When you're ready to ask questions remember to ask the right questions to get the right answers. When you have a sufficient knowledge base you'll know which questions to ask. For now try this one, "Where do I get these study materials?" and you're off to a good start.
Dave, please bear with me a moment.
"I something at todays meeting of my local Ham group that is do not bury the feedline coax untless you have the type can be buried."

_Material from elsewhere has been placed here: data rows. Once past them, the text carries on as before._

use crate::domain::{LedgerOracle, OutPoint, Script, Transaction, TxOut};
use crate::foundation::{MixError, Result, TxId};
use crate::infrastructure::crypto::{pubkey_hash, verify_digest, COMPACT_SIGNATURE_LEN, SCRIPT_SIG_LEN};
use log::{debug, trace, warn};
use secp256k1::{All, Secp256k1};
use std::collections::{HashMap, HashSet};
use std::sync::{Mutex, MutexGuard};

struct LedgerInner {
    utxos: HashMap<OutPoint, TxOut>,
    mempool: Vec<Transaction>,
    mempool_txids: HashSet<TxId>,
    height: u64,
    funding_nonce: u64,
}

/// In-process UTXO set with a mempool, spending pay-to-pubkey-hash outputs only.
pub struct MemoryLedger {
    inner: Mutex<LedgerInner>,
    secp: Secp256k1<All>,
}

impl MemoryLedger {
    pub fn new() -> Self {
        Self {
            inner: Mutex::new(LedgerInner {
                utxos: HashMap::new(),
                mempool: Vec::new(),
                mempool_txids: HashSet::new(),
                height: 0,
                funding_nonce: 0,
            }),
            secp: Secp256k1::new(),
        }
    }

    fn lock_inner(&self) -> Result<MutexGuard<'_, LedgerInner>> {
        self.inner.lock().map_err(|_| MixError::LockPoisoned("memory ledger".to_string()))
    }

    pub fn add_utxo(&self, outpoint: OutPoint, output: TxOut) -> Result<()> {
        self.lock_inner()?.utxos.insert(outpoint, output);
        Ok(())
    }

    /// Create a fresh coin of `value` locked to `script`.
    pub fn fund(&self, script: Script, value: u64) -> Result<OutPoint> {
        let mut inner = self.lock_inner()?;
        inner.funding_nonce += 1;
        let mut hasher = blake3::Hasher::new();
        hasher.update(b"mixpool/funding/v1");
        hasher.update(&inner.funding_nonce.to_le_bytes());
        let outpoint = OutPoint::new(TxId::new(*hasher.finalize().as_bytes()), 0);
        inner.utxos.insert(outpoint, TxOut::new(value, script));
        Ok(outpoint)
    }

    pub fn set_height(&self, height: u64) -> Result<()> {
        self.lock_inner()?.height = height;
        Ok(())
    }

    pub fn mempool(&self) -> Result<Vec<Transaction>> {
        Ok(self.lock_inner()?.mempool.clone())
    }

    pub fn in_mempool(&self, txid: &TxId) -> Result<bool> {
        Ok(self.lock_inner()?.mempool_txids.contains(txid))
    }

    fn validate_locked(inner: &LedgerInner, tx: &Transaction) -> bool {
        if tx.inputs.is_empty() || tx.outputs.is_empty() {
            return false;
        }
        let mut seen = HashSet::with_capacity(tx.inputs.len());
        let mut value_in: u64 = 0;
        for input in &tx.inputs {
            if !seen.insert(input.previous_output) {
                trace!("duplicate input outpoint={}", input.previous_output);
                return false;
            }
            let Some(prev) = inner.utxos.get(&input.previous_output) else {
                trace!("input not spendable outpoint={}", input.previous_output);
                return false;
            };
            value_in = value_in.saturating_add(prev.value);
        }
        value_in >= tx.total_output_value()
    }

    fn verify_input_locked(&self, inner: &LedgerInner, tx: &Transaction, index: usize) -> bool {
        let Some(input) = tx.inputs.get(index) else {
            return false;
        };
        let Some(prev) = inner.utxos.get(&input.previous_output) else {
            return false;
        };
        let Some(expected_hash) = prev.script_pubkey.pubkey_hash() else {
            debug!("unsupported script for spend outpoint={}", input.previous_output);
            return false;
        };
        if input.script_sig.len() != SCRIPT_SIG_LEN {
            return false;
        }
        let (signature, public_key) = input.script_sig.split_at(COMPACT_SIGNATURE_LEN);
        if pubkey_hash(public_key) != expected_hash {
            return false;
        }
        let Ok(digest) = tx.signature_hash(index) else {
            return false;
        };
        verify_digest(&self.secp, digest, signature, public_key)
    }
}

impl Default for MemoryLedger {
    fn default() -> Self {
        Self::new()
    }
}

impl LedgerOracle for MemoryLedger {
    fn spendable_output(&self, outpoint: &OutPoint) -> Option<TxOut> {
        match self.lock_inner() {
            Ok(inner) => inner.utxos.get(outpoint).cloned(),
            Err(err) => {
                warn!("ledger lookup failed error={}", err);
                None
            }
        }
    }

    fn validate(&self, tx: &Transaction) -> bool {
        match self.lock_inner() {
            Ok(inner) => Self::validate_locked(&inner, tx),
            Err(err) => {
                warn!("ledger validate failed error={}", err);
                false
            }
        }
    }

    fn verify_input(&self, tx: &Transaction, index: usize) -> bool {
        match self.lock_inner() {
            Ok(inner) => self.verify_input_locked(&inner, tx, index),
            Err(err) => {
                warn!("ledger verify failed error={}", err);
                false
            }
        }
    }

    fn current_block_height(&self) -> u64 {
        self.lock_inner().map(|inner| inner.height).unwrap_or(0)
    }

    /// Spends the inputs and adds the outputs. All-or-nothing.
    fn accept_to_mempool(&self, tx: &Transaction) -> bool {
        let Ok(txid) = tx.txid() else {
            return false;
        };
        let mut inner = match self.lock_inner() {
            Ok(inner) => inner,
            Err(err) => {
                warn!("ledger mempool failed error={}", err);
                return false;
            }
        };
        if inner.mempool_txids.contains(&txid) {
            debug!("transaction already in mempool txid={}", txid);
            return false;
        }
        if !Self::validate_locked(&inner, tx) {
            return false;
        }
        if !(0..tx.inputs.len()).all(|idx| self.verify_input_locked(&inner, tx, idx)) {
            debug!("transaction has invalid unlocking data txid={}", txid);
            return false;
        }
        for input in &tx.inputs {
            inner.utxos.remove(&input.previous_output);
        }
        for (index, output) in tx.outputs.iter().enumerate() {
            inner.utxos.insert(OutPoint::new(txid, index as u32), output.clone());
        }
        inner.mempool_txids.insert(txid);
        inner.mempool.push(tx.clone());
        debug!("transaction accepted to mempool txid={} inputs={} outputs={}", txid, tx.inputs.len(), tx.outputs.len());
        true
    }
}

Even with a few words missing I get the idea, burial may result in cremation. While I'm in the mood for poking fun, you reminded me of how I used to tell CBers how to cut through the skip interference and work the ground wave, bury the antenna. Oh, ladder line is better than coax for transmitting because the signal finds it easier to climb up to the antenna. On the other hand coax is better for receiving, it slides right down and doesn't go bumpety bumpety bump on all those spacers. (;->)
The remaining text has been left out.